*Task statement*: Whenever a line in the data contains "facets", show that line.

** Material for this exercise follows **

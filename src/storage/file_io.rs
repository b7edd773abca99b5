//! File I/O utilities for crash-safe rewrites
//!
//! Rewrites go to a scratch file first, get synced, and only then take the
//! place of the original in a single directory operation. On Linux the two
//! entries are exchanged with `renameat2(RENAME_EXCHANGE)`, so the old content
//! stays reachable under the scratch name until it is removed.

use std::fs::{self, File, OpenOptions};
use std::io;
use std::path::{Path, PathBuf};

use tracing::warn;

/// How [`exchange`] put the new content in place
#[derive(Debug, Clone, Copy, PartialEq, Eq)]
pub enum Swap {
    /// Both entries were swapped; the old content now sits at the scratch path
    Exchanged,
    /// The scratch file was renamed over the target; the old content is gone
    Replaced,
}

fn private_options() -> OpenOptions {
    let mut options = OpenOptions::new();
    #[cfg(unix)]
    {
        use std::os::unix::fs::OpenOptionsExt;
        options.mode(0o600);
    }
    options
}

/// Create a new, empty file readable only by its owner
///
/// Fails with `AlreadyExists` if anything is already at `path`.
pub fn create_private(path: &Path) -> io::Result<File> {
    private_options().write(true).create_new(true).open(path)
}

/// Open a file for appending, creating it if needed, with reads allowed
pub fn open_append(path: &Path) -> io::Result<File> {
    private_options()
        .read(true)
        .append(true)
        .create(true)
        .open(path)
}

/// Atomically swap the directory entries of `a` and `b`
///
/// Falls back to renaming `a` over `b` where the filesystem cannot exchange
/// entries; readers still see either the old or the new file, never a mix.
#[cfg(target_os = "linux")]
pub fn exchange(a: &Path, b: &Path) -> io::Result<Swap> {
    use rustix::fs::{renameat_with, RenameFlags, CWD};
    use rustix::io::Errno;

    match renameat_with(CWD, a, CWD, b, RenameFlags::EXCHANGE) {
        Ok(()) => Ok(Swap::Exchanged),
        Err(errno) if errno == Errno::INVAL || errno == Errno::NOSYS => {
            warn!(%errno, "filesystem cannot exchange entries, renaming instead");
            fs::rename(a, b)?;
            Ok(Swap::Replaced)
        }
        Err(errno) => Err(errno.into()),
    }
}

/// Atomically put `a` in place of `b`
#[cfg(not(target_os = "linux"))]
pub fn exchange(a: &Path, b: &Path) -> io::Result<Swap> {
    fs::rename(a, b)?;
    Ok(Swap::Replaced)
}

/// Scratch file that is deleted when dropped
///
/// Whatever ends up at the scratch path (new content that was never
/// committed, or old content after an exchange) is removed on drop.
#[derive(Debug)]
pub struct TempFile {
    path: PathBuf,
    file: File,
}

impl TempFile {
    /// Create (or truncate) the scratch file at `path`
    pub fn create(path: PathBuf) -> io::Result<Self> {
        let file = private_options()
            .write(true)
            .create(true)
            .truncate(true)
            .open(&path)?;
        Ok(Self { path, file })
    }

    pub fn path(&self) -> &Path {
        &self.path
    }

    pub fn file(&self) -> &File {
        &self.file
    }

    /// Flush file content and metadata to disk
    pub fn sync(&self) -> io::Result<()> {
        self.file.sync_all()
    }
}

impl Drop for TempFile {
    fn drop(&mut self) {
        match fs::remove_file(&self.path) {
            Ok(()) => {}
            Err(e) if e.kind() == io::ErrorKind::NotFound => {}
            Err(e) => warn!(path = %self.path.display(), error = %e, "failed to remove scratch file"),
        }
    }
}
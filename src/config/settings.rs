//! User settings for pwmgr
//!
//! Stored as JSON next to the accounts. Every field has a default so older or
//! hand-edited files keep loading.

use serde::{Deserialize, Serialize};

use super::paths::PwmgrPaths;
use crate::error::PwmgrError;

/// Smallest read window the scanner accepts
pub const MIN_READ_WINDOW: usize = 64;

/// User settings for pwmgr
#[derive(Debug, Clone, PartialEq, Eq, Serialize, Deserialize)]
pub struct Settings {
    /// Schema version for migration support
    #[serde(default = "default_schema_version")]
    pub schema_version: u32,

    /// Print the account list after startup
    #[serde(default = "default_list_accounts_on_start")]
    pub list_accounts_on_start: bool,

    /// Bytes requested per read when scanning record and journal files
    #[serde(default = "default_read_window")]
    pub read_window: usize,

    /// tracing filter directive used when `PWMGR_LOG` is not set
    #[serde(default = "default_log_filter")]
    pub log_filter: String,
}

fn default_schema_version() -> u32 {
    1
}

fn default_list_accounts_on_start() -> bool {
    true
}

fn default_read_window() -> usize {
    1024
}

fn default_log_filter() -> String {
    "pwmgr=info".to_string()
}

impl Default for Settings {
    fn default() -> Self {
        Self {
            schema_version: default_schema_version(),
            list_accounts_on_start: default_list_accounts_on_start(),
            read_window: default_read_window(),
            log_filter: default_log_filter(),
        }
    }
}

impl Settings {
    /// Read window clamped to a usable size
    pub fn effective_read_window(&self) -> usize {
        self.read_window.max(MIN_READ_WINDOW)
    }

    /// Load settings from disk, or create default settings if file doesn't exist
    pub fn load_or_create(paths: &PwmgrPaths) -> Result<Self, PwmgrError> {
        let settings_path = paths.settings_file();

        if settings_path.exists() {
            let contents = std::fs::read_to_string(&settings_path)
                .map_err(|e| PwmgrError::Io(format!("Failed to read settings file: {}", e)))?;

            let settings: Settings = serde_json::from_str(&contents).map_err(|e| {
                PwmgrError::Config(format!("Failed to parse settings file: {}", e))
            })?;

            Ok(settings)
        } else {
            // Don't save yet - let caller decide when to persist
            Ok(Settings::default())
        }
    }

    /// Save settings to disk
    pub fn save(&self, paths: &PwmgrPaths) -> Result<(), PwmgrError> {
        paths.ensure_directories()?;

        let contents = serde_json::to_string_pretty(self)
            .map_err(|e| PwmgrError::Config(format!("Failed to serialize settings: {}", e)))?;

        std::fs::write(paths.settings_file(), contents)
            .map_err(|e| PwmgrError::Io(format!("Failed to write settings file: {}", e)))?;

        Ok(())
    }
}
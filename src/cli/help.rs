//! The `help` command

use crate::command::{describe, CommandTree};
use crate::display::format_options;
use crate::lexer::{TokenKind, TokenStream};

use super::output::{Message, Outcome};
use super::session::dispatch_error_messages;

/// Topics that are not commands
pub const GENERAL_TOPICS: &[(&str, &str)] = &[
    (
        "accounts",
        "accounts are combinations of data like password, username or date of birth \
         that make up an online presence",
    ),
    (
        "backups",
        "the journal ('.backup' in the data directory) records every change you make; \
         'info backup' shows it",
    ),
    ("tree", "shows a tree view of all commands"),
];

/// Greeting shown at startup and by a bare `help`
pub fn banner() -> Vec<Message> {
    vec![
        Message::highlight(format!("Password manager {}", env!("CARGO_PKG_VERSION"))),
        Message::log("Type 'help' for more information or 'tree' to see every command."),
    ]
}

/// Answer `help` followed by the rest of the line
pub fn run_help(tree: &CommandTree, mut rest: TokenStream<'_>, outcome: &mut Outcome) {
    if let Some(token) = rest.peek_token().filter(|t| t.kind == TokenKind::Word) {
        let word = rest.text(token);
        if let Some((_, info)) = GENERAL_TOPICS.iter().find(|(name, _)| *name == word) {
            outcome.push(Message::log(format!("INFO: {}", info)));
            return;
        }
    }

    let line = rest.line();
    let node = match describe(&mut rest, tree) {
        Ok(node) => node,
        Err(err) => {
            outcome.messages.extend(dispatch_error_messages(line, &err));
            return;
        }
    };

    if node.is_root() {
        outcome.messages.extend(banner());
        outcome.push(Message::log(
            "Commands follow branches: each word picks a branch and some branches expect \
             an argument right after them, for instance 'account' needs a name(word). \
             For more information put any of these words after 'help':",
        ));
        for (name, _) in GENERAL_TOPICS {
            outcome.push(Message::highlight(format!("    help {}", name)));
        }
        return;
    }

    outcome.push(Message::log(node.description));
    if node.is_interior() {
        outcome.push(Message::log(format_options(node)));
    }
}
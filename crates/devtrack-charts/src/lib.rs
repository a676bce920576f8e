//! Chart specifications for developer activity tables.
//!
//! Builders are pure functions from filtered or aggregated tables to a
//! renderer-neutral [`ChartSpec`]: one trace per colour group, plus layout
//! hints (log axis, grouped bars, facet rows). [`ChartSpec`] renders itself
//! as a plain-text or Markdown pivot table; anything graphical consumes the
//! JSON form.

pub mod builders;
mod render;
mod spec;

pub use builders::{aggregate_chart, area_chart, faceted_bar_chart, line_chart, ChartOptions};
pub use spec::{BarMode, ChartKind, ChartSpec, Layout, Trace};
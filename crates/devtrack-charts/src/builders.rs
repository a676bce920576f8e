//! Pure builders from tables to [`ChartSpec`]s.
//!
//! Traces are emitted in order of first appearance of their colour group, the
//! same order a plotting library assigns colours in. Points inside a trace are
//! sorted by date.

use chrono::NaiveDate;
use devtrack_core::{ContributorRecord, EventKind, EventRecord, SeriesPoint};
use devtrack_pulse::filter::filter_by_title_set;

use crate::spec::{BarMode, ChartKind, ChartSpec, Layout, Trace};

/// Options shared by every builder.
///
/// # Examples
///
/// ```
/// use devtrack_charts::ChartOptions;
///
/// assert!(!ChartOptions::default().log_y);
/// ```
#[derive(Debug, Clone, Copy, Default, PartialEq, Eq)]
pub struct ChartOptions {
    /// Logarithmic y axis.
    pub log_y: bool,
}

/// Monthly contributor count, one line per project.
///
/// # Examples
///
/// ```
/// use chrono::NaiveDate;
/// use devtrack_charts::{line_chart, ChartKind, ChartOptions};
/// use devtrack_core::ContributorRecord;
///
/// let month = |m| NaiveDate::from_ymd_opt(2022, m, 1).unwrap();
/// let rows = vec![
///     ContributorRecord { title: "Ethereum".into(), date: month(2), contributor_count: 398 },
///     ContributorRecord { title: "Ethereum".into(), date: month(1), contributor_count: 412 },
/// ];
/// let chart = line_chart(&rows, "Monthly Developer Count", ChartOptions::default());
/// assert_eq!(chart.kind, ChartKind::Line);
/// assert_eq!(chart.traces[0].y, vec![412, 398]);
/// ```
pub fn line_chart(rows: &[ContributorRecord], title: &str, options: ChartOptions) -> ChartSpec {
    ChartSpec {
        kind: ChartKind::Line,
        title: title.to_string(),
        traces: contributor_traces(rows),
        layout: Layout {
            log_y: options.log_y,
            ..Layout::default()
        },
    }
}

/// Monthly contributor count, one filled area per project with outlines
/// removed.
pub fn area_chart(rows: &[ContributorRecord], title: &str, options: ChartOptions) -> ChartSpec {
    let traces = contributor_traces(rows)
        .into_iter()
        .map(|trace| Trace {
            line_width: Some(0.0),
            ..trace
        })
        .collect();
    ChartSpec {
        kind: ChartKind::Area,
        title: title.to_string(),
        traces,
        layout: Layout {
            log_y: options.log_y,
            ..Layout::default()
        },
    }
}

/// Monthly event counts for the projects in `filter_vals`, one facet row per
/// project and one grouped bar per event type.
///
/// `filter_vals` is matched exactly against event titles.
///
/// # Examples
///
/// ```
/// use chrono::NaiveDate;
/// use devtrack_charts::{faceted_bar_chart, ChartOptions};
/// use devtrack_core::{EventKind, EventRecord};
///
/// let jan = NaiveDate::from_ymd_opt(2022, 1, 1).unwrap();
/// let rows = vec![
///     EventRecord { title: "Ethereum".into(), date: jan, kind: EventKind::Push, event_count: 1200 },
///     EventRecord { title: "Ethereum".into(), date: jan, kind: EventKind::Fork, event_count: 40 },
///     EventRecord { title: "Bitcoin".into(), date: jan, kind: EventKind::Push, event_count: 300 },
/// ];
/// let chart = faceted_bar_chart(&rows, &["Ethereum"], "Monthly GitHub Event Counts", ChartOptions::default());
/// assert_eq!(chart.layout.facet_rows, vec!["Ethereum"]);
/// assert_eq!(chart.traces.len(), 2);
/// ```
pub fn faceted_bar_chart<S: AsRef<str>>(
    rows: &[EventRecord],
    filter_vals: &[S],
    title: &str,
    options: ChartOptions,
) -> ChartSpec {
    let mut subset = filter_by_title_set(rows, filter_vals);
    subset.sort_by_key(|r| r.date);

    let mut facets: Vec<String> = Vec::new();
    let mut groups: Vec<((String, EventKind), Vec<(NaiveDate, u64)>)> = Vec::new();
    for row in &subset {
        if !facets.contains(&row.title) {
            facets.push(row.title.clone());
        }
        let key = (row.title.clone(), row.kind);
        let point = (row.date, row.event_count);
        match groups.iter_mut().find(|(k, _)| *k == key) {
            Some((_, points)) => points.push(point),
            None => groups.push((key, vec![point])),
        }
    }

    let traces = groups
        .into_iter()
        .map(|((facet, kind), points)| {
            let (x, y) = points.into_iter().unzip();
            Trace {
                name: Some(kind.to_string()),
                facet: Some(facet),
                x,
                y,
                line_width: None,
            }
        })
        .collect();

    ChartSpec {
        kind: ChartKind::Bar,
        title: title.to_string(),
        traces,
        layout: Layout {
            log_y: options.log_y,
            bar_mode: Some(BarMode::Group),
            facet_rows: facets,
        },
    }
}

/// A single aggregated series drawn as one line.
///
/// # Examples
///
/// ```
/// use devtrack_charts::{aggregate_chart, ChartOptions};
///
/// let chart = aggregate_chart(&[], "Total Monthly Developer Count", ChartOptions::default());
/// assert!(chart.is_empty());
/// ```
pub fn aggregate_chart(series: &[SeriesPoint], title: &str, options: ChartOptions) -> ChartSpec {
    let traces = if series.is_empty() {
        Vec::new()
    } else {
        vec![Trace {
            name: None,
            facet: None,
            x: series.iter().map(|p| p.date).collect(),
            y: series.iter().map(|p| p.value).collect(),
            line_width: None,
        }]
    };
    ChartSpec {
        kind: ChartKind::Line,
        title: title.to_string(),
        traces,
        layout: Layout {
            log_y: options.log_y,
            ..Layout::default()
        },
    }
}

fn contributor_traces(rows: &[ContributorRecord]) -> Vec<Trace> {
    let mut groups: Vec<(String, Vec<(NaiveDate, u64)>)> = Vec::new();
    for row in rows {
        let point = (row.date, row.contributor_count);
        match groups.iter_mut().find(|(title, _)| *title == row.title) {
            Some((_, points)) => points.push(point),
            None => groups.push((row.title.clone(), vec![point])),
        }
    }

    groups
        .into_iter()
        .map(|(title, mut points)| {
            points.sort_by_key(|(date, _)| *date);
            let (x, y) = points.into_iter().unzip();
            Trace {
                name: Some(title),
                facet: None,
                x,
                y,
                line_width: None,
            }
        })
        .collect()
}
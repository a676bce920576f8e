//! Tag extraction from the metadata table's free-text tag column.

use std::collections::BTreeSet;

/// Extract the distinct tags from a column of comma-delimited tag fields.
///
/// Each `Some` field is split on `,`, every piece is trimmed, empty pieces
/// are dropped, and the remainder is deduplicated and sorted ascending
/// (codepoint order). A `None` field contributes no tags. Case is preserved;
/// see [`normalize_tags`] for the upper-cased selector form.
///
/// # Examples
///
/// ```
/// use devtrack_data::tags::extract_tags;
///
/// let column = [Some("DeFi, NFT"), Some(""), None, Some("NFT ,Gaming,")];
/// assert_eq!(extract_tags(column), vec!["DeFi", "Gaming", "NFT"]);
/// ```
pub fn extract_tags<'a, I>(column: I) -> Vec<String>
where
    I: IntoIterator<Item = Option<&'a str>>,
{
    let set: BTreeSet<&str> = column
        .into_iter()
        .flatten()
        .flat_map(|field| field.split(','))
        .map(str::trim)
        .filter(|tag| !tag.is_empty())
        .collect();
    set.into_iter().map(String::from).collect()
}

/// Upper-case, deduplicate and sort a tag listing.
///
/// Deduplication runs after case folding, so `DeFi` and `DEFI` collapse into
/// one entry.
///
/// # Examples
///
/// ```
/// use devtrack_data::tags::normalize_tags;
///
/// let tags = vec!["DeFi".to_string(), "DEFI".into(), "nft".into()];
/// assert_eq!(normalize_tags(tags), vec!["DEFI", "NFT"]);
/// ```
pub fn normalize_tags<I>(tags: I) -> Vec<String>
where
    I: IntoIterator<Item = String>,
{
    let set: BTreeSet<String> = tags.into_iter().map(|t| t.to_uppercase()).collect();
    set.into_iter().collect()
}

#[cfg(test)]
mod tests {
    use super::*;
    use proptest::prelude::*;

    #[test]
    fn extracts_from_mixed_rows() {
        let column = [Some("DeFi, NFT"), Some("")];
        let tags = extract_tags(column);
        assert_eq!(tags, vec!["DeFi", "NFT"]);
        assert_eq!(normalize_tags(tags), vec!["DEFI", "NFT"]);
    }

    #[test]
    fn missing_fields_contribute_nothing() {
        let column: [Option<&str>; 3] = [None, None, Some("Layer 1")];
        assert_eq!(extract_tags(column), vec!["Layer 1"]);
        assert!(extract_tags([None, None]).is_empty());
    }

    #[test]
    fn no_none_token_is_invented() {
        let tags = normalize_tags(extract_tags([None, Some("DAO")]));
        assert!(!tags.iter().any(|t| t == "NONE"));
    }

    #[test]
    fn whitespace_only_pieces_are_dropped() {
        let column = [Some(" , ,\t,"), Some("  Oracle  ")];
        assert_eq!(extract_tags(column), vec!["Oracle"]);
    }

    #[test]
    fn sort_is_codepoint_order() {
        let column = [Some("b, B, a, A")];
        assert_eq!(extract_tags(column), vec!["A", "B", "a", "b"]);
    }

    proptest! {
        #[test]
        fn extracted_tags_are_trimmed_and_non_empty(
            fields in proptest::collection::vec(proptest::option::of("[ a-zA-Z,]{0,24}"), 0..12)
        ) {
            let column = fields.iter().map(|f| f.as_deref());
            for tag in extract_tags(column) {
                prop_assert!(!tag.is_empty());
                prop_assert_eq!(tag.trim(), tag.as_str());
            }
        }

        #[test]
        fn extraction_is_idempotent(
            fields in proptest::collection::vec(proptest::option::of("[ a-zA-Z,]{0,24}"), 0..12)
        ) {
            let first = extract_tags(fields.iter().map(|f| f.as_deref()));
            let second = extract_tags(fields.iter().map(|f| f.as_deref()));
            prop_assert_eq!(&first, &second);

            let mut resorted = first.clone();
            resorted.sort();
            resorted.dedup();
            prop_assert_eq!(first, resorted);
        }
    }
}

** End of Material for this exercise **

*Task result*:
    let mut facets: Vec<String> = Vec::new();
        if !facets.contains(&row.title) {
            facets.push(row.title.clone());
            facet_rows: facets,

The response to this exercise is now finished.